====== Material provided ======

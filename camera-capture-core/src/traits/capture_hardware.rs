use std::sync::Arc;

use crate::models::config::{AudioConfiguration, ScanType};
use crate::models::error::CaptureError;
use crate::models::media::{
    CapturedImage, DeviceInfo, DevicePosition, DeviceSettings, InputSource, RecordedVideo, RecordingRequest,
    ScanResult, StillImageRequest,
};

/// Completion of an asynchronous hardware call.
///
/// May be invoked from any thread, at most once.
pub type HardwareCompletion<T> = Box<dyn FnOnce(Result<T, CaptureError>) + Send + 'static>;

/// Receives scan hits from the hardware, on any thread.
pub type ScanResultSink = Arc<dyn Fn(ScanResult) + Send + Sync + 'static>;

/// Interface to the single camera the core orchestrates.
///
/// Implemented by:
/// - `VirtualCamera` (camera-capture-virtual)
///
/// Every method is called from the serial queue only, so implementations
/// never see concurrent calls. Methods taking a [`HardwareCompletion`] must
/// return promptly and report the outcome through the completion later; the
/// queue is never blocked waiting on the device.
pub trait CaptureHardware: Send {
    /// Whether a camera exists at `position`.
    fn is_available(&self, position: DevicePosition) -> bool;

    /// Select the frame source and report the capabilities of the device.
    fn configure_input(&mut self, source: &InputSource) -> Result<DeviceInfo, CaptureError>;

    /// Start the capture session.
    fn start_session(&mut self, completion: HardwareCompletion<()>);

    /// Stop the capture session.
    fn stop_session(&mut self) -> Result<(), CaptureError>;

    /// Apply zoom, flash, torch, night mode and points of interest.
    fn commit_configuration(&mut self, settings: &DeviceSettings) -> Result<(), CaptureError>;

    /// Warm up the audio pipeline ahead of a recording.
    fn prepare_audio(&mut self, audio: &AudioConfiguration) -> Result<(), CaptureError>;

    /// Begin writing a recording. The completion fires once the first frames
    /// are written.
    fn start_recording(&mut self, request: &RecordingRequest, completion: HardwareCompletion<()>);

    /// Finish the current recording. The completion delivers the finished file.
    fn stop_recording(&mut self, completion: HardwareCompletion<RecordedVideo>);

    /// Abort the current recording and discard its output.
    fn cancel_recording(&mut self) -> Result<(), CaptureError>;

    fn capture_still_image(
        &mut self,
        request: &StillImageRequest,
        completion: HardwareCompletion<CapturedImage>,
    );

    fn start_scan(&mut self, scan_types: &[ScanType], sink: ScanResultSink) -> Result<(), CaptureError>;

    fn stop_scan(&mut self) -> Result<(), CaptureError>;

    /// Tear down and rebuild the underlying session after a runtime fault.
    fn recreate_session(&mut self) -> Result<(), CaptureError>;
}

======

All of the records above are to be printed again exactly as they appear.

◆ Exercise response
filename camera-capture-core/src/traits/capture_hardware.rs
use std::sync::Arc;

use crate::models::config::{AudioConfiguration, ScanType};
use crate::models::error::CaptureError;
use crate::models::media::{
    CapturedImage, DeviceInfo, DevicePosition, DeviceSettings, InputSource, RecordedVideo, RecordingRequest,
    ScanResult, StillImageRequest,
};

/// Completion of an asynchronous hardware call.
///
/// May be invoked from any thread, at most once.
pub type HardwareCompletion<T> = Box<dyn FnOnce(Result<T, CaptureError>) + Send + 'static>;

/// Receives scan hits from the hardware, on any thread.
pub type ScanResultSink = Arc<dyn Fn(ScanResult) + Send + Sync + 'static>;

/// Interface to the single camera the core orchestrates.
///
/// Implemented by:
/// - `VirtualCamera` (camera-capture-virtual)
///
/// Every method is called from the serial queue only, so implementations
/// never see concurrent calls. Methods taking a [`HardwareCompletion`] must
/// return promptly and report the outcome through the completion later; the
/// queue is never blocked waiting on the device.
pub trait CaptureHardware: Send {
    /// Whether a camera exists at `position`.
    fn is_available(&self, position: DevicePosition) -> bool;

    /// Select the frame source and report the capabilities of the device.
    fn configure_input(&mut self, source: &InputSource) -> Result<DeviceInfo, CaptureError>;

    /// Start the capture session.
    fn start_session(&mut self, completion: HardwareCompletion<()>);

    /// Stop the capture session.
    fn stop_session(&mut self) -> Result<(), CaptureError>;

    /// Apply zoom, flash, torch, night mode and points of interest.
    fn commit_configuration(&mut self, settings: &DeviceSettings) -> Result<(), CaptureError>;

    /// Warm up the audio pipeline ahead of a recording.
    fn prepare_audio(&mut self, audio: &AudioConfiguration) -> Result<(), CaptureError>;

    /// Begin writing a recording. The completion fires once the first frames
    /// are written.
    fn start_recording(&mut self, request: &RecordingRequest, completion: HardwareCompletion<()>);

    /// Finish the current recording. The completion delivers the finished file.
    fn stop_recording(&mut self, completion: HardwareCompletion<RecordedVideo>);

    /// Abort the current recording and discard its output.
    fn cancel_recording(&mut self) -> Result<(), CaptureError>;

    fn capture_still_image(
        &mut self,
        request: &StillImageRequest,
        completion: HardwareCompletion<CapturedImage>,
    );

    fn start_scan(&mut self, scan_types: &[ScanType], sink: ScanResultSink) -> Result<(), CaptureError>;

    fn stop_scan(&mut self) -> Result<(), CaptureError>;

    /// Tear down and rebuild the underlying session after a runtime fault.
    fn recreate_session(&mut self) -> Result<(), CaptureError>;
}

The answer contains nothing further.